The number of table games at Nevada casinos climbed 1.9 percent, to 5,752, in 1995, while table-game win rose 5.5 percent. The increase was due to increased play and win per game, the report says.

"With slot devices, the opposite was true. Of the $210 million increase in total state slot-machine win, almost 94 percent was due to increased capacity," the report says.

"Unlike its seemingly easy absorption of new table games at the end of 1995, the Las Vegas Strip market had yet to absorb its last expansion in late 1993 and early 1994, when slot-machine capacity increased by 9,358 devices, or 23 percent."

As a result, says Barone, slot machine win "will come under additional pressure and show further declines as a limited number of players becomes spread over ever more gaming devices."

Nevada's total gaming win rose 5.1 percent in 1995, to $7.4 billion, with Las Vegas accounting for 78.4 percent of the total. The growth was unexpected because Strip properties added only 3,000 new rooms, "a relatively subdued performance ... compared to recent years," the report says.

"We expect gaming-win growth rates to firm in 1996 as several major properties -- Stratosphere Resort, Monte Carlo, New York-New York, and expansions at Luxor and Circus Circus -- bring on new gaming capacity and increase room counts by nearly 9,600," Barone says.

But that growth will continue to come at the expense of casinos in Laughlin and downtown Las Vegas, he warns.

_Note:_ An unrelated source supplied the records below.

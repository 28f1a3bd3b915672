//! Archive operations module

pub mod batch;
pub mod extractor;
pub mod gzip_extractor;
pub mod rar_extractor;
pub mod sevenz_extractor;
pub mod tar_extractor;
pub mod zip_extractor;

pub use batch::{extract_all, BatchSummary, Failure};
pub use tar_extractor::TarCompression;

use crate::Result;
use std::fs;
use std::path::{Path, PathBuf};
use tracing::{info, warn};

/// Archive formats arcscan knows how to extract
#[derive(Debug, Clone, Copy, PartialEq, Eq)]
pub enum ArchiveFormat {
    Zip,
    SevenZ,
    Rar,
    /// Tar with the compression layer named by the suffix
    Tar(TarCompression),
    /// A single gzip-compressed file
    Gzip,
}

impl ArchiveFormat {
    /// Detect the format from the file name (case-insensitive)
    pub fn from_path(path: &Path) -> Option<Self> {
        let name = path.file_name()?.to_str()?.to_lowercase();

        let format = if name.ends_with(".tar.gz") || name.ends_with(".tgz") {
            ArchiveFormat::Tar(TarCompression::Gzip)
        } else if name.ends_with(".tar.bz2") || name.ends_with(".tbz2") {
            ArchiveFormat::Tar(TarCompression::Bzip2)
        } else if name.ends_with(".tar.xz") || name.ends_with(".txz") {
            ArchiveFormat::Tar(TarCompression::Xz)
        } else if name.ends_with(".tar.zst") {
            ArchiveFormat::Tar(TarCompression::Zstd)
        } else if name.ends_with(".tar") {
            ArchiveFormat::Tar(TarCompression::None)
        } else if name.ends_with(".gz") {
            ArchiveFormat::Gzip
        } else if name.ends_with(".zip") {
            ArchiveFormat::Zip
        } else if name.ends_with(".7z") {
            ArchiveFormat::SevenZ
        } else if name.ends_with(".rar") {
            ArchiveFormat::Rar
        } else {
            return None;
        };

        Some(format)
    }
}

/// Create an extractor for the given format
pub fn create_extractor(format: ArchiveFormat) -> Box<dyn extractor::Extractor> {
    match format {
        ArchiveFormat::Zip => Box::new(zip_extractor::ZipExtractor::new()),
        ArchiveFormat::SevenZ => Box::new(sevenz_extractor::SevenZExtractor::new()),
        ArchiveFormat::Rar => Box::new(rar_extractor::RarExtractor::new()),
        ArchiveFormat::Tar(compression) => {
            Box::new(tar_extractor::TarExtractor::with_compression(compression))
        }
        ArchiveFormat::Gzip => Box::new(gzip_extractor::GzipExtractor::new()),
    }
}

/// Where an archive is extracted when no destination is given.
///
/// A sibling folder named after the archive's stem (`a/b.zip` → `a/b`,
/// `a/c.tar.gz` → `a/c.tar`). Single gzip files decompress next to the archive.
pub fn default_destination(archive: &Path, format: ArchiveFormat) -> PathBuf {
    let parent = archive.parent().unwrap_or_else(|| Path::new(""));
    match format {
        ArchiveFormat::Gzip => parent.to_path_buf(),
        _ => match archive.file_stem() {
            Some(stem) => parent.join(stem),
            None => parent.to_path_buf(),
        },
    }
}

/// What happened to a single archive
#[derive(Debug, Clone, PartialEq, Eq)]
pub enum ExtractOutcome {
    /// The archive was extracted into `destination`
    Extracted {
        format: &'static str,
        destination: PathBuf,
    },
    /// The file name matches no extractable format; nothing was touched
    Unsupported { path: PathBuf },
}

/// Extract a single archive.
///
/// Without a destination the archive goes to [`default_destination`]. The
/// destination directory is created if absent. A file whose suffix matches
/// no known format yields [`ExtractOutcome::Unsupported`] rather than an error.
pub fn extract_archive<P: AsRef<Path>>(
    archive: P,
    destination: Option<&Path>,
) -> Result<ExtractOutcome> {
    let archive = archive.as_ref();

    let format = match ArchiveFormat::from_path(archive) {
        Some(format) => format,
        None => {
            warn!("Unsupported archive format: {:?}", archive);
            return Ok(ExtractOutcome::Unsupported {
                path: archive.to_path_buf(),
            });
        }
    };

    let destination = destination
        .map(Path::to_path_buf)
        .unwrap_or_else(|| default_destination(archive, format));

    fs::create_dir_all(&destination)?;

    let extractor = create_extractor(format);
    info!(
        "Extracting {} archive {:?} into {:?}",
        extractor.format_name(),
        archive,
        destination
    );
    extractor.extract(archive, &destination)?;

    Ok(ExtractOutcome::Extracted {
        format: extractor.format_name(),
        destination,
    })
}

#[cfg(test)]
mod tests {
    use super::*;
    use tempfile::TempDir;

    #[test]
    fn test_format_detection() {
        let cases = [
            ("a.zip", ArchiveFormat::Zip),
            ("a.ZIP", ArchiveFormat::Zip),
            ("a.7z", ArchiveFormat::SevenZ),
            ("a.rar", ArchiveFormat::Rar),
            ("a.tar", ArchiveFormat::Tar(TarCompression::None)),
            ("a.tar.gz", ArchiveFormat::Tar(TarCompression::Gzip)),
            ("a.tgz", ArchiveFormat::Tar(TarCompression::Gzip)),
            ("a.tar.bz2", ArchiveFormat::Tar(TarCompression::Bzip2)),
            ("a.tbz2", ArchiveFormat::Tar(TarCompression::Bzip2)),
            ("a.tar.xz", ArchiveFormat::Tar(TarCompression::Xz)),
            ("a.txz", ArchiveFormat::Tar(TarCompression::Xz)),
            ("a.tar.zst", ArchiveFormat::Tar(TarCompression::Zstd)),
            ("a.txt.gz", ArchiveFormat::Gzip),
        ];
        for (name, expected) in cases {
            assert_eq!(ArchiveFormat::from_path(Path::new(name)), Some(expected), "{}", name);
        }
        assert_eq!(ArchiveFormat::from_path(Path::new("a.txt")), None);
        assert_eq!(ArchiveFormat::from_path(Path::new("a.bz2")), None);
    }

    #[test]
    fn test_default_destination() {
        let zip = Path::new("/data/b.zip");
        assert_eq!(
            default_destination(zip, ArchiveFormat::Zip),
            PathBuf::from("/data/b")
        );

        let tgz = Path::new("/data/c.tar.gz");
        assert_eq!(
            default_destination(tgz, ArchiveFormat::Tar(TarCompression::Gzip)),
            PathBuf::from("/data/c.tar")
        );

        let gz = Path::new("/data/log.txt.gz");
        assert_eq!(
            default_destination(gz, ArchiveFormat::Gzip),
            PathBuf::from("/data")
        );
    }

    #[test]
    fn test_unsupported_suffix_is_not_an_error() {
        let temp_dir = TempDir::new().unwrap();
        let file = temp_dir.path().join("document.pdf");
        fs::write(&file, "pdf").unwrap();

        let outcome = extract_archive(&file, None).unwrap();
        assert_eq!(outcome, ExtractOutcome::Unsupported { path: file });
        assert!(!temp_dir.path().join("document").exists());
    }

    #[test]
    fn test_missing_archive_is_an_error() {
        let temp_dir = TempDir::new().unwrap();
        let result = extract_archive(temp_dir.path().join("gone.zip"), None);
        assert!(matches!(result, Err(crate::Error::Io(_))));
    }
}
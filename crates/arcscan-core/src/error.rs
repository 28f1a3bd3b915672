//! Error types for arcscan-core

use std::path::PathBuf;
use thiserror::Error;

/// Core error types for the arcscan library
#[derive(Error, Debug)]
pub enum Error {
    /// I/O operation failed
    #[error("IO error: {0}")]
    Io(#[from] std::io::Error),

    /// The directory to scan does not exist
    #[error("Directory not found: {}", .0.display())]
    DirectoryNotFound(PathBuf),

    /// Invalid file or directory path
    #[error("Invalid path: {0}")]
    InvalidPath(String),

    /// ZIP-specific error
    #[error("Zip error: {0}")]
    Zip(String),

    /// 7z-specific error
    #[error("7z error: {0}")]
    SevenZ(String),

    /// RAR-specific error
    #[error("Rar error: {0}")]
    Rar(String),

    /// Report serialization or parsing failed
    #[error("JSON error: {0}")]
    Json(#[from] serde_json::Error),

    /// Configuration-related error
    #[error("Configuration error: {0}")]
    Config(String),

    /// Some archives of a batch could not be extracted
    #[error("{failed} of {total} archives failed to extract")]
    PartialFailure { failed: usize, total: usize },

    /// Generic error for other cases
    #[error("Other error: {0}")]
    Other(String),
}

impl From<zip::result::ZipError> for Error {
    fn from(err: zip::result::ZipError) -> Self {
        Error::Zip(err.to_string())
    }
}

impl From<sevenz_rust::Error> for Error {
    fn from(err: sevenz_rust::Error) -> Self {
        Error::SevenZ(err.to_string())
    }
}

impl From<unrar::error::UnrarError> for Error {
    fn from(err: unrar::error::UnrarError) -> Self {
        Error::Rar(err.to_string())
    }
}

impl From<walkdir::Error> for Error {
    fn from(err: walkdir::Error) -> Self {
        Error::Io(err.into())
    }
}

pub type Result<T> = std::result::Result<T, Error>;
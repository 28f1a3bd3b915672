//! Configuration module

use crate::{Error, Result};
use dirs::config_dir;
use serde::{Deserialize, Serialize};
use std::fs;
use std::path::{Path, PathBuf};

/// Main configuration structure
#[derive(Debug, Clone, Default, PartialEq, Serialize, Deserialize)]
pub struct Config {
    /// Directory scanning settings
    #[serde(default)]
    pub scan: ScanConfig,
    /// Report output settings
    #[serde(default)]
    pub report: ReportConfig,
    /// Confirmation prompt settings
    #[serde(default)]
    pub prompt: PromptConfig,
}

/// Scan configuration
#[derive(Debug, Clone, Default, PartialEq, Serialize, Deserialize)]
pub struct ScanConfig {
    /// Directory checked when none is given on the command line
    pub root: Option<PathBuf>,
    /// Follow symlinks while walking
    #[serde(default)]
    pub follow_links: bool,
}

/// Report configuration
#[derive(Debug, Clone, Default, PartialEq, Serialize, Deserialize)]
pub struct ReportConfig {
    /// Directory for timestamped report files (current directory when unset)
    pub output_dir: Option<PathBuf>,
}

/// Prompt configuration
#[derive(Debug, Clone, Default, PartialEq, Serialize, Deserialize)]
pub struct PromptConfig {
    /// Answer yes to every confirmation without asking
    #[serde(default)]
    pub assume_yes: bool,
}

impl Config {
    /// Get the configuration file path
    pub fn config_path() -> Result<PathBuf> {
        let config_dir = config_dir()
            .ok_or_else(|| Error::Config("Unable to determine config directory".to_string()))?;

        let app_dir = config_dir.join("arcscan");
        if !app_dir.exists() {
            fs::create_dir_all(&app_dir)?;
        }

        Ok(app_dir.join("config.toml"))
    }

    /// Get default configuration content with examples
    pub fn default_config_content() -> String {
        r#"# arcscan Configuration File

[scan]
# Directory to check when no path is passed to `arcscan check`
# root = "/home/me/Downloads"
# Follow symlinks while walking the tree
follow_links = false

[report]
# Where timestamped compression_check_results_*.json files are written
# (defaults to the current directory)
# output_dir = "/home/me/reports"

[prompt]
# Answer yes to the save and extract confirmations without asking
assume_yes = false
"#
        .to_string()
    }

    /// Load configuration from file, creating a commented default when missing
    pub fn load() -> Result<Self> {
        let path = Self::config_path()?;

        if !path.exists() {
            fs::write(&path, Self::default_config_content())?;
            return Ok(Self::default());
        }

        Self::load_from(&path)
    }

    /// Load configuration from a specific file
    pub fn load_from<P: AsRef<Path>>(path: P) -> Result<Self> {
        let contents = fs::read_to_string(path)?;
        toml::from_str(&contents)
            .map_err(|e| Error::Config(format!("Failed to parse config: {}", e)))
    }

    /// Save configuration to a specific file
    pub fn save_to<P: AsRef<Path>>(&self, path: P) -> Result<()> {
        let contents = toml::to_string_pretty(self)
            .map_err(|e| Error::Config(format!("Failed to serialize config: {}", e)))?;

        fs::write(path, contents)?;
        Ok(())
    }

    /// Load configuration or use defaults if loading fails
    pub fn load_or_default() -> Self {
        Self::load().unwrap_or_default()
    }
}
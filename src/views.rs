use core::mem;
use core::ptr;

use crate::dhcp::DhcpHdr;

/// Header types that may be materialized from raw packet bytes.
///
/// # Safety
///
/// Implementors must be `#[repr(C)]`, free of padding, and built entirely
/// from plain integers and byte arrays so that every bit pattern found on the
/// wire is a valid value. Enum-bearing header structs do not qualify.
pub unsafe trait Pod: Copy {}

unsafe impl Pod for DhcpHdr {}

/// Reads a `T` out of `frame` at `offset`, or `None` if the frame ends before
/// `offset + size_of::<T>()`. The bounds check is the only guard between the
/// caller and the end of the buffer, so every header access goes through here.
#[inline(always)]
pub fn view_at<T: Pod>(frame: &[u8], offset: usize) -> Option<T> {
    let end = offset.checked_add(mem::size_of::<T>())?;
    if end > frame.len() {
        return None;
    }
    // In bounds per the check above; read_unaligned because header offsets
    // within a frame carry no alignment guarantee.
    Some(unsafe { ptr::read_unaligned(frame.as_ptr().add(offset) as *const T) })
}

/// Copies `N` bytes out of `frame` at `offset`, or `None` if the frame ends
/// before `offset + N`. Used for raw field reads where materializing the
/// surrounding header would be unsound.
#[inline(always)]
pub fn array_at<const N: usize>(frame: &[u8], offset: usize) -> Option<[u8; N]> {
    let end = offset.checked_add(N)?;
    let bytes = frame.get(offset..end)?;
    let mut out = [0u8; N];
    out.copy_from_slice(bytes);
    Some(out)
}

#[cfg(test)]
mod tests {
    use super::*;

    #[test]
    fn view_requires_full_header() {
        let buf = [0u8; DhcpHdr::LEN + 4];
        assert!(view_at::<DhcpHdr>(&buf, 0).is_some());
        assert!(view_at::<DhcpHdr>(&buf, 4).is_some());
        assert!(view_at::<DhcpHdr>(&buf, 5).is_none());
        assert!(view_at::<DhcpHdr>(&buf, usize::MAX).is_none());
    }

    #[test]
    fn array_requires_full_range() {
        let buf = [1u8, 2, 3, 4];
        assert_eq!(array_at::<2>(&buf, 1), Some([2, 3]));
        assert_eq!(array_at::<4>(&buf, 0), Some([1, 2, 3, 4]));
        assert!(array_at::<2>(&buf, 3).is_none());
        assert!(array_at::<1>(&buf, usize::MAX).is_none());
    }
}
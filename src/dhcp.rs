use core::mem;

/// Fixed-offset fields of a BOOTP/DHCP message, through the 16-byte client
/// hardware address. The 64-byte `sname`, 128-byte `file` and the variable
/// options field follow on the wire but are never read by this filter, so the
/// view stops at the start of `sname`.
#[repr(C)]
#[derive(Clone, Copy)]
pub struct DhcpHdr {
    pub op: u8,
    pub htype: u8,
    pub hlen: u8,
    pub hops: u8,
    pub xid: u32,
    pub secs: u16,
    pub flags: u16,
    pub ciaddr: u32,
    pub yiaddr: u32,
    pub siaddr: u32,
    pub giaddr: u32,
    pub chaddr: [u8; 16],
}

impl DhcpHdr {
    /// 44 bytes, the offset of `sname`. A port-67 datagram shorter than this
    /// cannot be judged and is dropped.
    pub const LEN: usize = mem::size_of::<DhcpHdr>();
}

/// htype value for Ethernet.
pub const HTYPE_ETHER: u8 = 1;

/// hlen value for Ethernet, and the number of chaddr bytes compared.
pub const ETH_ALEN: u8 = 6;
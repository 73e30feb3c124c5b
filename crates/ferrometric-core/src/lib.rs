//! # Ferrometric Core
//!
//! Rate-limited ingestion of provider chart metrics into the warehouse.
//!
//! ## Overview
//!
//! - **Domain models** for series, records and fetch windows
//! - **Catalog discovery** of chart series and their field layouts
//! - **Admission control** against the provider's request quota
//! - **Client pool** with per-request deadlines and failure classification
//! - **Payload parser** tolerant of partial and malformed rows
//! - **Watermark planning** so repeated runs only fetch new data
//! - **Scheduler** with per-window retry, backoff and cancellation
//!
//! ## Modules
//!
//! | Module | Description |
//! |--------|-------------|
//! | [`catalog`] | Series discovery from the provider catalog |
//! | [`client_pool`] | Rate-limited provider access and [`FetchError`] |
//! | [`config`] | TOML run configuration |
//! | [`domain`] | Series, records, windows, timestamps |
//! | [`error`] | Validation and run-level errors |
//! | [`http_client`] | HTTP transport abstraction |
//! | [`parser`] | Chart payload decoding |
//! | [`provider`] | Chart and sign-in request building |
//! | [`rate_limiter`] | Quota and in-flight admission |
//! | [`report`] | Run and per-series outcomes |
//! | [`retry`] | Backoff schedule and retry limits |
//! | [`scheduler`] | Run orchestration |
//! | [`store`] | Persistence trait over the warehouse |
//! | [`task`] | Per-window retry state machine |
//! | [`watermark`] | Window planning |
//!
//! ## Data Flow
//!
//! ```text
//! FetchScheduler
//!      │ (per series, window by window)
//!      ▼
//! RateLimiter ──▶ HttpClientPool ──▶ provider
//!                      │
//!                      ▼ raw payload
//!               parser::parse ──▶ records + anomalies
//!                      │
//!                      ▼
//!           MetricStore::upsert_and_advance (rows + watermark, atomic)
//! ```
//!
//! ## Error Handling
//!
//! Failures of a single window are retried or recorded in the
//! [`IngestReport`]. Only an integrity violation in storage aborts a run:
//!
//! ```rust
//! use ferrometric_core::IngestError;
//!
//! fn exit_code(error: &IngestError) -> u8 {
//!     match error {
//!         IngestError::Integrity { .. } => 4,
//!         _ => 1,
//!     }
//! }
//! ```

pub mod catalog;
pub mod client_pool;
pub mod config;
pub mod domain;
pub mod error;
pub mod http_client;
pub mod parser;
pub mod provider;
pub mod rate_limiter;
pub mod report;
pub mod retry;
pub mod scheduler;
pub mod store;
pub mod task;
pub mod watermark;

pub use catalog::{Catalog, CatalogFilter, DiscoveryError};
pub use client_pool::{FetchError, HttpClientPool, RawPayload};
pub use config::{ConfigError, IngestConfig};
pub use domain::{FetchWindow, MetricRecord, Resolution, Series, SeriesId, UtcDateTime};
pub use error::{IngestError, ValidationError};
pub use http_client::{
    HttpAuth, HttpClient, HttpError, HttpFuture, HttpMethod, HttpRequest, HttpResponse,
    ReqwestHttpClient,
};
pub use parser::{Anomaly, ParseError, ParsedBatch};
pub use provider::{ChartEndpoint, SessionTokens, SignInError};
pub use rate_limiter::{RateLimitConfig, RateLimiter};
pub use report::{IngestReport, SeriesReport, SeriesStatus};
pub use retry::{Backoff, RetryPolicy};
pub use scheduler::FetchScheduler;
pub use store::{catalog_row, MetricStore, RejectedBatch, StoreError, UpsertBatch, UpsertOutcome};
pub use task::{AttemptFailure, Disposition, FetchTask, TaskState};
pub use watermark::WindowPlanner;
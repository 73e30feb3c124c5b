//! `DuckDB` connection pool management.
//!
//! DuckDB allows a single database instance per file inside one process, so
//! every pooled connection is cloned from one root connection instead of
//! reopening the file.

use std::ops::{Deref, DerefMut};
use std::path::{Path, PathBuf};
use std::sync::{Arc, Mutex};

use ::duckdb::Connection;

/// Where the database lives.
#[derive(Debug, Clone, PartialEq, Eq)]
pub enum DbLocation {
    /// A database file on disk.
    File(PathBuf),
    /// A private in-memory database, shared by all connections of one pool.
    InMemory,
}

impl DbLocation {
    /// Path of the database file, if any.
    pub fn path(&self) -> Option<&Path> {
        match self {
            Self::File(path) => Some(path.as_path()),
            Self::InMemory => None,
        }
    }
}

struct PoolInner {
    location: DbLocation,
    max_pool_size: usize,
    root: Mutex<Connection>,
    idle: Mutex<Vec<Connection>>,
}

/// A connection pool manager for `DuckDB` connections.
#[derive(Clone)]
pub struct DuckDbConnectionManager {
    inner: Arc<PoolInner>,
}

impl DuckDbConnectionManager {
    /// Open the database and create a pool around it.
    ///
    /// # Arguments
    /// * `location` - Database file or in-memory
    /// * `max_pool_size` - Maximum number of idle connections kept for reuse
    ///
    /// # Errors
    /// Returns an error if the database cannot be opened or configured.
    pub fn open(location: DbLocation, max_pool_size: usize) -> Result<Self, ::duckdb::Error> {
        let root = match &location {
            DbLocation::File(path) => Connection::open(path)?,
            DbLocation::InMemory => Connection::open_in_memory()?,
        };
        configure_connection(&root)?;

        Ok(Self {
            inner: Arc::new(PoolInner {
                location,
                max_pool_size: max_pool_size.max(1),
                root: Mutex::new(root),
                idle: Mutex::new(Vec::new()),
            }),
        })
    }

    /// Acquire a connection from the pool, cloning a new one from the root
    /// connection when none is idle.
    ///
    /// # Errors
    /// Returns an error if a new connection cannot be cloned or configured.
    ///
    /// # Panics
    /// Panics if a pool mutex is poisoned.
    pub fn acquire(&self) -> Result<PooledConnection, ::duckdb::Error> {
        let idle = self
            .inner
            .idle
            .lock()
            .expect("duckdb connection pool mutex poisoned")
            .pop();

        let connection = match idle {
            Some(connection) => connection,
            None => {
                let root = self
                    .inner
                    .root
                    .lock()
                    .expect("duckdb root connection mutex poisoned");
                let connection = root.try_clone()?;
                drop(root);
                configure_connection(&connection)?;
                connection
            }
        };

        Ok(PooledConnection {
            pool: Arc::clone(&self.inner),
            connection: Some(connection),
        })
    }

    /// Location of the database.
    #[must_use]
    pub fn location(&self) -> &DbLocation {
        &self.inner.location
    }

    /// Number of idle connections currently held by the pool.
    ///
    /// # Panics
    /// Panics if the pool mutex is poisoned.
    #[must_use]
    pub fn idle_len(&self) -> usize {
        self.inner
            .idle
            .lock()
            .expect("duckdb connection pool mutex poisoned")
            .len()
    }
}

/// A pooled connection that returns to the pool when dropped.
pub struct PooledConnection {
    pool: Arc<PoolInner>,
    connection: Option<Connection>,
}

impl Deref for PooledConnection {
    type Target = Connection;

    fn deref(&self) -> &Self::Target {
        self.connection
            .as_ref()
            .expect("pooled connection unexpectedly missing")
    }
}

impl DerefMut for PooledConnection {
    fn deref_mut(&mut self) -> &mut Self::Target {
        self.connection
            .as_mut()
            .expect("pooled connection unexpectedly missing")
    }
}

impl Drop for PooledConnection {
    fn drop(&mut self) {
        let Some(connection) = self.connection.take() else {
            return;
        };

        let mut idle = self
            .pool
            .idle
            .lock()
            .expect("duckdb connection pool mutex poisoned");
        if idle.len() < self.pool.max_pool_size {
            idle.push(connection);
        }
    }
}

/// Configure a database connection with appropriate settings.
///
/// # Errors
/// Returns an error if configuration SQL fails to execute.
fn configure_connection(connection: &Connection) -> Result<(), ::duckdb::Error> {
    connection.execute_batch("PRAGMA disable_progress_bar;")?;
    Ok(())
}

#[cfg(test)]
mod tests {
    use super::*;

    #[test]
    fn in_memory_clones_share_one_database() {
        let manager = DuckDbConnectionManager::open(DbLocation::InMemory, 2).expect("open");

        let first = manager.acquire().expect("first");
        first
            .execute_batch("CREATE TABLE shared (id INTEGER); INSERT INTO shared VALUES (7);")
            .expect("create");

        let second = manager.acquire().expect("second");
        let value: i64 = second
            .query_row("SELECT id FROM shared", [], |row| row.get(0))
            .expect("select");
        assert_eq!(value, 7);
    }

    #[test]
    fn dropped_connections_are_reused_up_to_the_pool_size() {
        let manager = DuckDbConnectionManager::open(DbLocation::InMemory, 1).expect("open");

        let first = manager.acquire().expect("first");
        let second = manager.acquire().expect("second");
        drop(first);
        drop(second);

        assert_eq!(manager.idle_len(), 1);
    }
}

Noting downtown casinos experienced their 10th quarterly decline and fourth annual decline in the past five years as the year ended, Barone says, "Total gaming win for this market in 1995 was actually below 1990 win levels."

Laughlin, which experienced its sixth consecutive quarterly drop in gaming win, faces special problems.

"At one time, this market's strategic location between potential Phoenix gamblers and tourists and the Las Vegas Strip casinos was its greatest asset," the report says. "Now, by contrast, its relative isolation between these two growing casino markets is its greatest liability."

Barone says Laughlin will have to develop "a clear and convincing strategy to make visitors want to come to this now-secluded market."

Last year, Strip gaming win totaled $3.5 billion, up 3.5 percent from 1994, but downtown casinos saw win drop 5.9 percent, to $642 million, while Laughlin gaming win declined 3.6 percent, to $516 million.

On the other hand, Boulder Highway properties boasted a 37.8 percent jump in gaming win, to $301 million, while Washoe County results rose 7.3 percent to $985 million -- its best year since 1990 -- due primarily to the addition of the Silver Legacy in Reno.

Since 1990, Strip gaming win has jumped nearly 40 percent, Boulder Highway win has soared 140 percent and off-Strip properties, including North Las Vegas, have posted a 112 percent increase.

Since 1992, though, downtown Las Vegas gaming win has dropped $60 million, while Laughlin win has fallen $25 million since 1993.